Minneapolis-Moline was a large tractor and farm and industrial machinery producer based in Minneapolis and Hopkins, Minnesota, Minnesota known for its Minneapolis-Moline tractor line. It was the product of a merger of three companies in 1929: Minneapolis Steel & Machinery (MSM) which was noted for its Twin City tractors, Minneapolis Threshing Machine Company (MTM) which also produced Minneapolis tractors, and the Moline Implement Company formerly known as the Moline Plow Company. It had manufacturing facilities on Lake Street at Hiawatha Avenue in Minneapolis, in Hopkins and in Moline, Illinois. Originally known as the Minneapolis-Moline Power Implement Company, and later shortened Minneapolis-Moline Company. Motec Industries was a short lived corporate name change from ca. 1960 until the company's acquisition by White Motor Corporation in 1963.

==History==

===Labor===

MSM, the largest of the merged companies, had been a leader in the anti–labor union (open shop) movement. It was a member of the Citizen's Alliance (CA), a powerful Minneapolis business league that kept the city largely union free for over 20 years. During World War I, the unions agreed to not strike to aid the war effort, in exchange the National War Labor Board ordered wage hikes for workers. MSM refused, starting a court battle that would not be fully resolved until the 1940s.

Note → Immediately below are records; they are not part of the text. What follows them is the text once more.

//! Tree-shaped debug output.

use std::fmt::Write;

use crate::{
    markup::Markup,
    raw::{Checkbox, ColumnAlignment, RawMarkupData},
    visit::MarkupWalker,
};

/// What to annotate each line of a [`debug_description`](Markup::debug_description) with.
#[derive(Debug, Clone, Copy, Default, PartialEq, Eq, Hash)]
pub struct DumpOptions {
    /// Print `@start..end` after nodes that have a source range.
    pub source_ranges: bool,
    /// Print `#id` after every node.
    pub identifiers:   bool,
}

impl DumpOptions {
    /// Annotate with both source ranges and identities.
    pub fn everything() -> Self {
        Self {
            source_ranges: true,
            identifiers:   true,
        }
    }
}

impl Markup {
    /// A tree-shaped dump of the subtree rooted at this node, one node per line.
    ///
    /// # Examples
    /// ```
    /// # use markup_tree::*;
    /// let document = Document::new([
    ///     Block::from(Paragraph::new([Inline::from(Text::new("a ")), Strong::new([Text::new("b")]).into()])),
    ///     ThematicBreak::new().into(),
    /// ]);
    /// assert_eq!(
    ///     document.debug_description(DumpOptions::default()),
    ///     "Document\n├─ Paragraph\n│  ├─ Text \"a \"\n│  └─ Strong\n│     └─ Text \"b\"\n└─ ThematicBreak"
    /// );
    /// ```
    pub fn debug_description(&self, options: DumpOptions) -> String {
        let mut dumper = TreeDumper {
            options,
            output: String::new(),
            last_child: Vec::new(),
        };
        dumper.visit(self);
        dumper.output
    }
}

struct TreeDumper {
    options:    DumpOptions,
    output:     String,
    // one entry per ancestor level below the dump root: whether the node at that level is its parent's last child
    last_child: Vec<bool>,
}

impl TreeDumper {
    fn indent(&self, levels: &[bool]) -> String {
        levels.iter().map(|&last| if last { "   " } else { "│  " }).collect()
    }

    fn line_prefix(&self) -> String {
        match self.last_child.split_last() {
            Some((&last, outer)) => {
                let mut prefix = self.indent(outer);
                prefix.push_str(if last { "└─ " } else { "├─ " });
                prefix
            }
            None => String::new(),
        }
    }
}

impl MarkupWalker for TreeDumper {
    fn default_visit(&mut self, markup: &Markup) {
        if !self.output.is_empty() {
            self.output.push('\n');
        }
        let prefix = self.line_prefix();
        self.output.push_str(&prefix);
        let (summary, body) = describe(markup.data());
        self.output.push_str(&summary);
        if self.options.source_ranges {
            if let Some(range) = markup.range() {
                let _ = write!(self.output, " @{:?}", range);
            }
        }
        if self.options.identifiers {
            let _ = write!(self.output, " #{}", markup.id());
        }
        if let Some(body) = body {
            let indent = self.indent(&self.last_child);
            for line in body.lines() {
                self.output.push('\n');
                self.output.push_str(&indent);
                self.output.push_str(line);
            }
        }

        let child_count = markup.child_count();
        for (index, child) in markup.children().enumerate() {
            self.last_child.push(index + 1 == child_count);
            self.visit(&child);
            self.last_child.pop();
        }
    }
}

fn describe(data: &RawMarkupData) -> (String, Option<&str>) {
    let kind = data.kind();
    let summary = match data {
        RawMarkupData::CodeBlock { language: Some(language), code } => {
            return (format!("{} language: {}", kind, language), Some(code.as_str()));
        }
        RawMarkupData::CodeBlock { language: None, code } => return (kind.to_string(), Some(code.as_str())),
        RawMarkupData::HtmlBlock { raw_html } => return (kind.to_string(), Some(raw_html.as_str())),
        RawMarkupData::Heading { level } => format!("{} level: {}", kind, level),
        RawMarkupData::ListItem { checkbox: Some(checkbox) } => {
            let mark = match checkbox {
                Checkbox::Checked => "[x]",
                Checkbox::Unchecked => "[ ]",
            };
            format!("{} checkbox: {}", kind, mark)
        }
        RawMarkupData::OrderedList { start_index } if *start_index != 1 => {
            format!("{} start: {}", kind, start_index)
        }
        RawMarkupData::BlockDirective { name, argument_text } if argument_text.is_empty() => {
            format!("{} name: {:?}", kind, name)
        }
        RawMarkupData::BlockDirective { name, argument_text } => {
            format!("{} name: {:?} argument: {:?}", kind, name, argument_text)
        }
        RawMarkupData::Table { column_alignments } => {
            let mut summary = format!("{} alignments: |", kind);
            for alignment in column_alignments {
                summary.push(match alignment {
                    None => '-',
                    Some(ColumnAlignment::Left) => 'l',
                    Some(ColumnAlignment::Center) => 'c',
                    Some(ColumnAlignment::Right) => 'r',
                });
                summary.push('|');
            }
            summary
        }
        RawMarkupData::TableCell { colspan, rowspan } if (*colspan, *rowspan) != (1, 1) => {
            format!("{} colspan: {} rowspan: {}", kind, colspan, rowspan)
        }
        RawMarkupData::DoxygenParameter { name } => format!("{} name: {}", kind, name),
        RawMarkupData::Text { string } => format!("{} {:?}", kind, string),
        RawMarkupData::Image { source, title } => {
            let mut summary = kind.to_string();
            if let Some(source) = source {
                let _ = write!(summary, " source: {:?}", source);
            }
            if let Some(title) = title {
                let _ = write!(summary, " title: {:?}", title);
            }
            summary
        }
        RawMarkupData::InlineCode { code } => format!("{} `{}`", kind, code),
        RawMarkupData::InlineHtml { raw_html } => format!("{} {}", kind, raw_html),
        RawMarkupData::Link { destination, title } => {
            let mut summary = kind.to_string();
            if let Some(destination) = destination {
                let _ = write!(summary, " destination: {:?}", destination);
            }
            if let Some(title) = title {
                let _ = write!(summary, " title: {:?}", title);
            }
            summary
        }
        RawMarkupData::SymbolLink { destination: Some(destination) } => {
            format!("{} destination: {}", kind, destination)
        }
        RawMarkupData::CustomInline { text } => format!("{} {:?}", kind, text),
        RawMarkupData::InlineAttributes { attributes } => format!("{} attributes: {:?}", kind, attributes),
        _ => kind.to_string(),
    };
    (summary, None)
}
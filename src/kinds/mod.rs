//! Typed wrappers around [`Markup`] nodes, one per [`MarkupKind`].
//!
//! A wrapper is a positioned node whose kind has been checked once, at [`cast`](MarkupNode::cast) time, and which
//! in return exposes accessors for the kind's payload. Wrappers are values: setters take `&mut self` and replace
//! the wrapped node by its edited version, leaving every other handle on the old tree version untouched.
//!
//! ```
//! # use markup_tree::*;
//! let mut heading = Heading::new(1, [Text::new("Intro")]);
//! let before = heading.clone();
//! heading.set_level(2);
//! assert_eq!(heading.level(), 2);
//! assert_eq!(before.level(), 1);
//! assert!(!heading.is_identical(&before));
//! ```

use std::fmt;

use crate::{
    dump::DumpOptions,
    identity::MarkupId,
    markup::{Markup, MarkupChildren},
    raw::{MarkupKind, RawMarkup, RawMarkupData},
    visit::{MarkupVisitor, MarkupWalker},
    SourceRange,
};

mod block;
mod containers;
mod inline;
mod table;

pub use block::*;
pub use containers::{
    BlockContainer, InlineContainer, ListItemContainer, MarkupContainer, TableCellContainer, TypedChildren,
};
pub use inline::*;
pub use table::*;

/// Common interface of all typed wrappers.
pub trait MarkupNode: Clone + fmt::Debug {
    /// Whether markup of `kind` can be wrapped as `Self`.
    fn can_cast(kind: MarkupKind) -> bool;

    /// Wraps `markup` if its kind matches, returns `None` otherwise.
    fn cast(markup: Markup) -> Option<Self>;

    /// The wrapped positioned node.
    fn as_markup(&self) -> &Markup;

    /// Consumes the wrapper, returning the wrapped positioned node.
    fn into_markup(self) -> Markup;

    /// Calls the method of `visitor` that corresponds to this node's kind.
    fn accept<V: MarkupVisitor>(&self, visitor: &mut V) -> V::Result;

    /// Wraps `markup`.
    ///
    /// ## Panics
    /// If the kind of `markup` does not match `Self`.
    fn from_markup(markup: Markup) -> Self {
        let kind = markup.kind();
        match Self::cast(markup) {
            Some(node) => node,
            None => panic!("cannot wrap {:?} markup as {}", kind, std::any::type_name::<Self>()),
        }
    }

    /// The identity of the wrapped node.
    #[inline]
    fn id(&self) -> MarkupId {
        self.as_markup().id()
    }

    /// The kind of the wrapped node.
    #[inline]
    fn kind(&self) -> MarkupKind {
        self.as_markup().kind()
    }

    /// The range of source text the wrapped node was parsed from, if any.
    #[inline]
    fn range(&self) -> Option<SourceRange> {
        self.as_markup().range()
    }

    /// The number of children of the wrapped node.
    #[inline]
    fn child_count(&self) -> usize {
        self.as_markup().child_count()
    }

    /// The untyped children of the wrapped node.
    #[inline]
    fn children(&self) -> MarkupChildren<'_> {
        self.as_markup().children()
    }

    /// The parent of the wrapped node, or `None` at the root.
    #[inline]
    fn parent(&self) -> Option<Markup> {
        self.as_markup().parent()
    }

    /// The root of the tree containing the wrapped node.
    #[inline]
    fn root(&self) -> Markup {
        self.as_markup().root()
    }

    /// Whether both wrappers hold the same logical node.
    #[inline]
    fn is_identical<N: MarkupNode>(&self, other: &N) -> bool {
        self.as_markup().is_identical(other.as_markup())
    }

    /// Whether both wrappers hold structurally equal subtrees.
    #[inline]
    fn has_same_structure<N: MarkupNode>(&self, other: &N) -> bool {
        self.as_markup().has_same_structure(other.as_markup())
    }

    /// A tree-shaped dump of the wrapped subtree, see [`DumpOptions`].
    fn debug_description(&self, options: DumpOptions) -> String {
        self.as_markup().debug_description(options)
    }

    /// The wrapped subtree as a standalone value with a fresh identity.
    fn detached_from_parent(&self) -> Self {
        Self::from_markup(self.as_markup().detached_from_parent())
    }
}

/// Marker for kinds that can be children of a block container.
pub trait BlockMarkup: MarkupNode {}

/// Marker for kinds that can be children of an inline container.
pub trait InlineMarkup: MarkupNode {
    /// The text content of this inline subtree, with all formatting removed.
    ///
    /// Soft breaks contribute a space and line breaks a newline. Symbol links contribute their destination.
    fn plain_text(&self) -> String {
        let mut collector = PlainText::default();
        collector.visit(self.as_markup());
        collector.text
    }
}

#[derive(Default)]
struct PlainText {
    text: String,
}

impl MarkupWalker for PlainText {
    fn visit_text(&mut self, text: &Text) {
        self.text.push_str(text.string());
    }

    fn visit_inline_code(&mut self, code: &InlineCode) {
        self.text.push_str(code.code());
    }

    fn visit_custom_inline(&mut self, custom: &CustomInline) {
        self.text.push_str(custom.text());
    }

    fn visit_symbol_link(&mut self, link: &SymbolLink) {
        if let Some(destination) = link.destination() {
            self.text.push_str(destination);
        }
    }

    fn visit_soft_break(&mut self, _: &SoftBreak) {
        self.text.push(' ');
    }

    fn visit_line_break(&mut self, _: &LineBreak) {
        self.text.push('\n');
    }
}

macro_rules! markup_family {
    ($(#[$attr:meta])* $family:ident: $marker:ident { $($kind:ident),+ $(,)? }) => {
        $(#[$attr])*
        #[derive(Debug, Clone, PartialEq, Eq, Hash)]
        pub enum $family {
            $($kind($kind),)+
        }

        impl MarkupNode for $family {
            fn can_cast(kind: MarkupKind) -> bool {
                matches!(kind, $(MarkupKind::$kind)|+)
            }

            fn cast(markup: Markup) -> Option<Self> {
                let node = match markup.kind() {
                    $(MarkupKind::$kind => $family::$kind($kind::cast(markup)?),)+
                    _ => return None,
                };
                Some(node)
            }

            fn as_markup(&self) -> &Markup {
                match self {
                    $($family::$kind(it) => it.as_markup(),)+
                }
            }

            fn into_markup(self) -> Markup {
                match self {
                    $($family::$kind(it) => it.into_markup(),)+
                }
            }

            fn accept<V: MarkupVisitor>(&self, visitor: &mut V) -> V::Result {
                match self {
                    $($family::$kind(it) => it.accept(visitor),)+
                }
            }
        }

        impl $marker for $family {}

        $(
            impl $marker for $kind {}

            impl From<$kind> for $family {
                #[inline]
                fn from(node: $kind) -> $family {
                    $family::$kind(node)
                }
            }
        )+

        impl From<$family> for Markup {
            #[inline]
            fn from(node: $family) -> Markup {
                node.into_markup()
            }
        }
    };
}

markup_family! {
    /// Any node that can be a child of a block container.
    Block: BlockMarkup {
        BlockQuote,
        CodeBlock,
        CustomBlock,
        HtmlBlock,
        ThematicBreak,
        Heading,
        ListItem,
        OrderedList,
        UnorderedList,
        Paragraph,
        BlockDirective,
        Table,
        DoxygenDiscussion,
        DoxygenNote,
        DoxygenAbstract,
        DoxygenParameter,
        DoxygenReturns,
    }
}

markup_family! {
    /// Any node that can be a child of an inline container.
    Inline: InlineMarkup {
        Text,
        Emphasis,
        Strong,
        Strikethrough,
        Image,
        InlineCode,
        InlineHtml,
        LineBreak,
        SoftBreak,
        Link,
        SymbolLink,
        CustomInline,
        InlineAttributes,
    }
}

/// Takes ownership of typed nodes for placing them under a new parent.
fn adopt<I>(children: I) -> Vec<RawMarkup>
where
    I: IntoIterator,
    I::Item: Into<Markup>,
{
    children.into_iter().map(|child| child.into().into_adopted_raw()).collect()
}

/// A new standalone tree of a single node with `data` and `children`.
fn new_root(data: RawMarkupData, children: Vec<RawMarkup>) -> Markup {
    Markup::new_root(RawMarkup::new(data, None, children))
}

#[cold]
#[track_caller]
pub(crate) fn payload_mismatch(expected: &str, data: &RawMarkupData) -> ! {
    panic!("expected {} payload, found {:?}", expected, data.kind())
}
use std::{
    fmt,
    hash::{Hash, Hasher},
    iter,
    ops::Range,
};

use tracing::trace;

use super::{iter::MarkupChildren, ChildStep, PathError};
use crate::{
    identity::MarkupId,
    raw::{MarkupKind, RawMarkup, RawMarkupData},
    SourceRange,
};

#[derive(Debug, Clone)]
struct Ancestor {
    raw:             RawMarkup,
    index_in_parent: usize,
}

/// A node in the outer, "positioned" markup tree.
///
/// A `Markup` is a [`RawMarkup`] seen from one particular address in one particular version of a tree: it
/// knows its index in its parent and carries the chain of raw ancestors up to the root, which is what makes
/// [`parent`](Markup::parent) and path-copying edits possible without parent pointers on the raw nodes.
///
/// Positioned nodes are created on demand while navigating and own their ancestor chain. All edits leave
/// `self` untouched and return a positioned node in a new tree version instead.
#[derive(Clone)]
pub struct Markup {
    raw:             RawMarkup,
    index_in_parent: usize,
    ancestors:       Vec<Ancestor>,
}

impl Markup {
    /// Build a positioned tree on top of a raw tree, e.g. one handed over by a parser.
    #[inline]
    pub fn new_root(raw: RawMarkup) -> Markup {
        Markup {
            raw,
            index_in_parent: 0,
            ancestors: Vec::new(),
        }
    }

    /// The underlying raw node.
    #[inline]
    pub fn raw(&self) -> &RawMarkup {
        &self.raw
    }

    /// Consumes this node, returning the underlying raw node.
    #[inline]
    pub fn into_raw(self) -> RawMarkup {
        self.raw
    }

    /// The identity of this node.
    #[inline]
    pub fn id(&self) -> MarkupId {
        self.raw.id()
    }

    /// The kind tag of this node.
    #[inline]
    pub fn kind(&self) -> MarkupKind {
        self.raw.kind()
    }

    /// The kind-specific payload of this node.
    #[inline]
    pub fn data(&self) -> &RawMarkupData {
        self.raw.data()
    }

    /// The range of source text this node was parsed from, if any.
    #[inline]
    pub fn range(&self) -> Option<SourceRange> {
        self.raw.range()
    }

    /// The index of this node among its parent's children; `0` for the root.
    #[inline]
    pub fn index_in_parent(&self) -> usize {
        self.index_in_parent
    }

    /// The number of ancestors of this node.
    #[inline]
    pub fn depth(&self) -> usize {
        self.ancestors.len()
    }

    /// Whether this node has no parent.
    #[inline]
    pub fn is_root(&self) -> bool {
        self.ancestors.is_empty()
    }

    /// The number of children of this node.
    #[inline]
    pub fn child_count(&self) -> usize {
        self.raw.child_count()
    }

    /// The child at `index`, or `None` if `index` is out of bounds.
    #[inline]
    pub fn child(&self, index: usize) -> Option<Markup> {
        let raw = self.raw.child(index)?;
        Some(self.positioned_child(index, raw.clone()))
    }

    /// The child at `index` of a kind whose containment rule requires it to exist.
    ///
    /// ## Panics
    /// If `index` is out of bounds.
    pub(crate) fn structural_child(&self, index: usize) -> Markup {
        match self.child(index) {
            Some(child) => child,
            None => panic!("{:?} has no child at index {} ({} children)", self.kind(), index, self.child_count()),
        }
    }

    pub(super) fn positioned_child(&self, index: usize, raw: RawMarkup) -> Markup {
        let mut ancestors = Vec::with_capacity(self.ancestors.len() + 1);
        ancestors.extend_from_slice(&self.ancestors);
        ancestors.push(Ancestor {
            raw:             self.raw.clone(),
            index_in_parent: self.index_in_parent,
        });
        Markup {
            raw,
            index_in_parent: index,
            ancestors,
        }
    }

    /// Returns an iterator over the children of this node.
    #[inline]
    pub fn children(&self) -> MarkupChildren<'_> {
        MarkupChildren::new(self)
    }

    /// The parent node of this node, except if this node is the root.
    #[inline]
    pub fn parent(&self) -> Option<Markup> {
        let (parent, rest) = self.ancestors.split_last()?;
        Some(Markup {
            raw:             parent.raw.clone(),
            index_in_parent: parent.index_in_parent,
            ancestors:       rest.to_vec(),
        })
    }

    /// Returns an iterator along the chain of parents of this node, nearest first.
    #[inline]
    pub fn ancestors(&self) -> impl Iterator<Item = Markup> {
        iter::successors(self.parent(), Markup::parent)
    }

    /// The root of the tree this node belongs to.
    pub fn root(&self) -> Markup {
        match self.ancestors.first() {
            Some(root) => Markup::new_root(root.raw.clone()),
            None => self.clone(),
        }
    }

    /// Descends from this node along `path`.
    ///
    /// # Errors
    /// If a step's index is out of bounds, or the child at a step is not of the step's expected kind.
    pub fn child_through<I>(&self, path: I) -> Result<Markup, PathError>
    where
        I: IntoIterator,
        I::Item: Into<ChildStep>,
    {
        let mut current = self.clone();
        for step in path {
            current = current.checked_child(step.into())?;
        }
        Ok(current)
    }

    fn checked_child(&self, step: ChildStep) -> Result<Markup, PathError> {
        let child = self.child(step.index).ok_or(PathError::IndexOutOfBounds {
            parent:      self.kind(),
            index:       step.index,
            child_count: self.child_count(),
        })?;
        match step.expected_kind {
            Some(expected) if expected != child.kind() => Err(PathError::UnexpectedKind {
                index: step.index,
                expected,
                found: child.kind(),
            }),
            _ => Ok(child),
        }
    }

    /// Whether `self` and `other` are the same logical node, i.e. have the same identity.
    #[inline]
    pub fn is_identical(&self, other: &Markup) -> bool {
        self.id() == other.id()
    }

    /// Whether the subtrees rooted at `self` and `other` are structurally equal.
    /// See [`RawMarkup::has_same_structure`].
    #[inline]
    pub fn has_same_structure(&self, other: &Markup) -> bool {
        self.raw.has_same_structure(&other.raw)
    }

    /// A copy of this subtree as the root of a standalone value. Every node of the copy has a fresh identity.
    pub fn detached_from_parent(&self) -> Markup {
        Markup::new_root(self.raw.deep_reidentified())
    }

    /// Returns a positioned node at this node's address in a new tree version, in which this node has been
    /// replaced by `new_raw`.
    ///
    /// Every ancestor of this node is rebuilt with the affected child swapped out, receiving a new identity;
    /// all other subtrees are shared with the current version. The complexity of the operation is proportional
    /// to the depth of the node, not to the size of the tree.
    ///
    /// Nodes of `new_raw` that are referenced from anywhere else, e.g. from this very tree, are placed as
    /// copies with fresh identities, so that no identity occurs twice in the new tree version.
    ///
    /// ## Panics
    /// If the parent of this node does not admit a child of `new_raw`'s kind at this position.
    #[inline]
    pub fn replace_self(&self, new_raw: RawMarkup) -> Markup {
        self.replace_self_with(new_raw.into_exclusive(), false)
    }

    fn replace_self_with(&self, new_raw: RawMarkup, preserve_range: bool) -> Markup {
        // an edited node never keeps the identity of the node it replaces
        let mut new_raw = if new_raw.id() == self.id() { new_raw.reidentified() } else { new_raw };
        if preserve_range && new_raw.range().is_none() && self.range().is_some() {
            new_raw = new_raw.with_range(self.range());
        }

        let mut rebuilt = Vec::with_capacity(self.ancestors.len());
        let mut current = new_raw.clone();
        let mut index = self.index_in_parent;
        for ancestor in self.ancestors.iter().rev() {
            current = ancestor.raw.substituting_child(index, current);
            rebuilt.push(Ancestor {
                raw:             current.clone(),
                index_in_parent: ancestor.index_in_parent,
            });
            index = ancestor.index_in_parent;
        }
        rebuilt.reverse();
        trace!(kind = ?new_raw.kind(), depth = rebuilt.len(), "replaced markup node");

        Markup {
            raw:             new_raw,
            index_in_parent: self.index_in_parent,
            ancestors:       rebuilt,
        }
    }

    /// Replaces the descendant at the end of `path` with `new_child`, returning this node as it is in the new
    /// tree version.
    ///
    /// If `preserve_range` is set and `new_child` has no source range, it inherits the range of the node it
    /// replaces. Shared nodes of `new_child` are copied as in [`replace_self`](Markup::replace_self).
    ///
    /// # Errors
    /// If `path` does not lead to a node, see [`child_through`](Markup::child_through).
    ///
    /// ## Panics
    /// If the parent of the replaced descendant does not admit `new_child` at that position.
    pub fn substituting_child<I>(&self, new_child: RawMarkup, path: I, preserve_range: bool) -> Result<Markup, PathError>
    where
        I: IntoIterator,
        I::Item: Into<ChildStep>,
    {
        let target = self.child_through(path)?;
        let replaced = target.replace_self_with(new_child.into_exclusive(), preserve_range);
        Ok(replaced.ancestor_at_depth(self.depth()))
    }

    fn ancestor_at_depth(mut self, depth: usize) -> Markup {
        if depth >= self.ancestors.len() {
            return self;
        }
        let ancestor = self.ancestors.swap_remove(depth);
        self.ancestors.truncate(depth);
        Markup {
            raw:             ancestor.raw,
            index_in_parent: ancestor.index_in_parent,
            ancestors:       self.ancestors,
        }
    }

    /// Replaces this node by one with `data` as its payload and the same children.
    pub(crate) fn replacing_data(&self, data: RawMarkupData) -> Markup {
        // the new node shares its children with the node it replaces
        self.replace_self_with(self.raw.with_data(data), false)
    }

    /// Replaces this node by one with the same payload and `children`.
    pub(crate) fn replacing_children(&self, children: Vec<RawMarkup>) -> Markup {
        self.replace_self_with(RawMarkup::new(self.data().clone(), None, children), false)
    }

    /// Replaces the children in `range` by `incoming`.
    ///
    /// ## Panics
    /// If `range` is out of bounds.
    pub(crate) fn replacing_children_in_range(&self, range: Range<usize>, incoming: Vec<RawMarkup>) -> Markup {
        let mut children = self.raw.copy_children();
        assert!(
            range.start <= range.end && range.end <= children.len(),
            "range {:?} out of bounds for {:?} with {} children",
            range,
            self.kind(),
            children.len()
        );
        children.splice(range, incoming);
        self.replacing_children(children)
    }

    /// The raw node to use when placing this node under a new parent. A node taken out of a tree, or a root
    /// that is still referenced elsewhere, is copied with fresh identities throughout.
    pub(crate) fn into_adopted_raw(self) -> RawMarkup {
        if self.is_root() {
            self.raw.into_unshared()
        } else {
            self.raw.deep_reidentified()
        }
    }
}

impl fmt::Debug for Markup {
    fn fmt(&self, f: &mut fmt::Formatter<'_>) -> fmt::Result {
        write!(f, "{:?}#{}", self.kind(), self.id())?;
        if let Some(range) = self.range() {
            write!(f, "@{:?}", range)?;
        }
        Ok(())
    }
}

// Identity semantics for hash & eq
impl PartialEq for Markup {
    fn eq(&self, other: &Markup) -> bool {
        self.is_identical(other)
    }
}

impl Eq for Markup {}

impl Hash for Markup {
    fn hash<H: Hasher>(&self, state: &mut H) {
        self.id().hash(state);
    }
}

Minneapolis-Moline inherited MSM's CA membership and attitude. However, it signed a contract with the AFL Machinists Union in 1935, during the Flour City Ornamental Iron strike and after the 1934 Teamster's Strikes, both of which were notable for their violence. This was a notable defection that foreshadowed the collapse of the open-shop movement in Minneapolis. However, this did not mean peaceful labor relations in the years to come. After World War II, the company would have to deal with strikes and pension disputes.

===British assembly===

Between 1946 and 1949 the company offered two tractors assembled in Great Britain, the UDS which appeared in 1946 with a price of £1,050 and the Meadows diesel powered UDM which was introduced in 1948 with a price of £1,200. Both tractors were too expensive for the British market and after poor sales, production stopped in 1949.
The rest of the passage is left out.